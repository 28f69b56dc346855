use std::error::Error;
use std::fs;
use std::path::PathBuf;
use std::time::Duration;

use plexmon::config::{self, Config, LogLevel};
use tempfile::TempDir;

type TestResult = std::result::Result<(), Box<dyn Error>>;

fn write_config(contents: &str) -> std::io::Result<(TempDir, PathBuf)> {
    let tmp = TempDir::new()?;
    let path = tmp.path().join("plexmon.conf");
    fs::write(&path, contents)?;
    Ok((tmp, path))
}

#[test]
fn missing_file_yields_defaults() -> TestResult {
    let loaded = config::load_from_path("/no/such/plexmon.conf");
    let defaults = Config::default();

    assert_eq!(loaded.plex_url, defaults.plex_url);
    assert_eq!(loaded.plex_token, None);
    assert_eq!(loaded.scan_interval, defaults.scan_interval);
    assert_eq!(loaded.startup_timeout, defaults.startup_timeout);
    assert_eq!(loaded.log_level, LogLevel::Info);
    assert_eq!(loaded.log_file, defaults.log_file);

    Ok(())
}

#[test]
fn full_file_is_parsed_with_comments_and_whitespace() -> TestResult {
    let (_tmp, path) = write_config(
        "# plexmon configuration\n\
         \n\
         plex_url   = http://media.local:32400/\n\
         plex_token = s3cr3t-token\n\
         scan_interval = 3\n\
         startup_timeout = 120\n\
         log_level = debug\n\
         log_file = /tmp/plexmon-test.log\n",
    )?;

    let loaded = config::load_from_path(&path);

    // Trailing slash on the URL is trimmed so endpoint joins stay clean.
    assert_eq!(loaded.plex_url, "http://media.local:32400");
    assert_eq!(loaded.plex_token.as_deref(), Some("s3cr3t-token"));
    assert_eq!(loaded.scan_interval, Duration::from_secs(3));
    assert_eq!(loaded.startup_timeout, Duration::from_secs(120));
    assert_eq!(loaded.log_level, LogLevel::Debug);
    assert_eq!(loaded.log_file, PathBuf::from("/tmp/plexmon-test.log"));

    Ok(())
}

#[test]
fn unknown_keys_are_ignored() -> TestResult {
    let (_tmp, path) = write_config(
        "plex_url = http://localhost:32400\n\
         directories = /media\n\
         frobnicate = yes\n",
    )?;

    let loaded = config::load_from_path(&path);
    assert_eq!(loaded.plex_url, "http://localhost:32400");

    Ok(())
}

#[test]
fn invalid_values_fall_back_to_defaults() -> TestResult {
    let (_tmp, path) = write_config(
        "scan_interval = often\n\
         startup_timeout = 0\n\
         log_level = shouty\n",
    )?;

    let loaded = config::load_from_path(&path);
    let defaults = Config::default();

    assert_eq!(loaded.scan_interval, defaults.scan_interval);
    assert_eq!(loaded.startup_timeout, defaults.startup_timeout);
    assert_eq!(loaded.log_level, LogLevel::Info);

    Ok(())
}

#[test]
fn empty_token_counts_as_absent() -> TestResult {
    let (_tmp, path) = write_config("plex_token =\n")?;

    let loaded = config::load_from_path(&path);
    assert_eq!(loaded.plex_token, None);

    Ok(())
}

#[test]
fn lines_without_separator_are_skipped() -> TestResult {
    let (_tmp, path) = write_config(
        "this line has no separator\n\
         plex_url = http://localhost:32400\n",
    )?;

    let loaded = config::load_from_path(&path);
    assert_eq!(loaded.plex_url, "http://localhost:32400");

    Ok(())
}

== EXERCISE GOAL ==
The full set of entries, copied exactly, is the expected answer.

== PROBLEM SOLUTION ==
repository 28f69b56dc346855
use std::error::Error;
use std::fs;
use std::path::PathBuf;
use std::time::Duration;

use plexmon::config::{self, Config, LogLevel};
use tempfile::TempDir;

type TestResult = std::result::Result<(), Box<dyn Error>>;

fn write_config(contents: &str) -> std::io::Result<(TempDir, PathBuf)> {
    let tmp = TempDir::new()?;
    let path = tmp.path().join("plexmon.conf");
    fs::write(&path, contents)?;
    Ok((tmp, path))
}

#[test]
fn missing_file_yields_defaults() -> TestResult {
    let loaded = config::load_from_path("/no/such/plexmon.conf");
    let defaults = Config::default();

    assert_eq!(loaded.plex_url, defaults.plex_url);
    assert_eq!(loaded.plex_token, None);
    assert_eq!(loaded.scan_interval, defaults.scan_interval);
    assert_eq!(loaded.startup_timeout, defaults.startup_timeout);
    assert_eq!(loaded.log_level, LogLevel::Info);
    assert_eq!(loaded.log_file, defaults.log_file);

    Ok(())
}

#[test]
fn full_file_is_parsed_with_comments_and_whitespace() -> TestResult {
    let (_tmp, path) = write_config(
        "# plexmon configuration\n\
         \n\
         plex_url   = http://media.local:32400/\n\
         plex_token = s3cr3t-token\n\
         scan_interval = 3\n\
         startup_timeout = 120\n\
         log_level = debug\n\
         log_file = /tmp/plexmon-test.log\n",
    )?;

    let loaded = config::load_from_path(&path);

    // Trailing slash on the URL is trimmed so endpoint joins stay clean.
    assert_eq!(loaded.plex_url, "http://media.local:32400");
    assert_eq!(loaded.plex_token.as_deref(), Some("s3cr3t-token"));
    assert_eq!(loaded.scan_interval, Duration::from_secs(3));
    assert_eq!(loaded.startup_timeout, Duration::from_secs(120));
    assert_eq!(loaded.log_level, LogLevel::Debug);
    assert_eq!(loaded.log_file, PathBuf::from("/tmp/plexmon-test.log"));

    Ok(())
}

#[test]
fn unknown_keys_are_ignored() -> TestResult {
    let (_tmp, path) = write_config(
        "plex_url = http://localhost:32400\n\
         directories = /media\n\
         frobnicate = yes\n",
    )?;

    let loaded = config::load_from_path(&path);
    assert_eq!(loaded.plex_url, "http://localhost:32400");

    Ok(())
}

#[test]
fn invalid_values_fall_back_to_defaults() -> TestResult {
    let (_tmp, path) = write_config(
        "scan_interval = often\n\
         startup_timeout = 0\n\
         log_level = shouty\n",
    )?;

    let loaded = config::load_from_path(&path);
    let defaults = Config::default();

    assert_eq!(loaded.scan_interval, defaults.scan_interval);
    assert_eq!(loaded.startup_timeout, defaults.startup_timeout);
    assert_eq!(loaded.log_level, LogLevel::Info);

    Ok(())
}

#[test]
fn empty_token_counts_as_absent() -> TestResult {
    let (_tmp, path) = write_config("plex_token =\n")?;

    let loaded = config::load_from_path(&path);
    assert_eq!(loaded.plex_token, None);

    Ok(())
}

#[test]
fn lines_without_separator_are_skipped() -> TestResult {
    let (_tmp, path) = write_config(
        "this line has no separator\n\
         plex_url = http://localhost:32400\n",
    )?;

    let loaded = config::load_from_path(&path);
    assert_eq!(loaded.plex_url, "http://localhost:32400");

    Ok(())
}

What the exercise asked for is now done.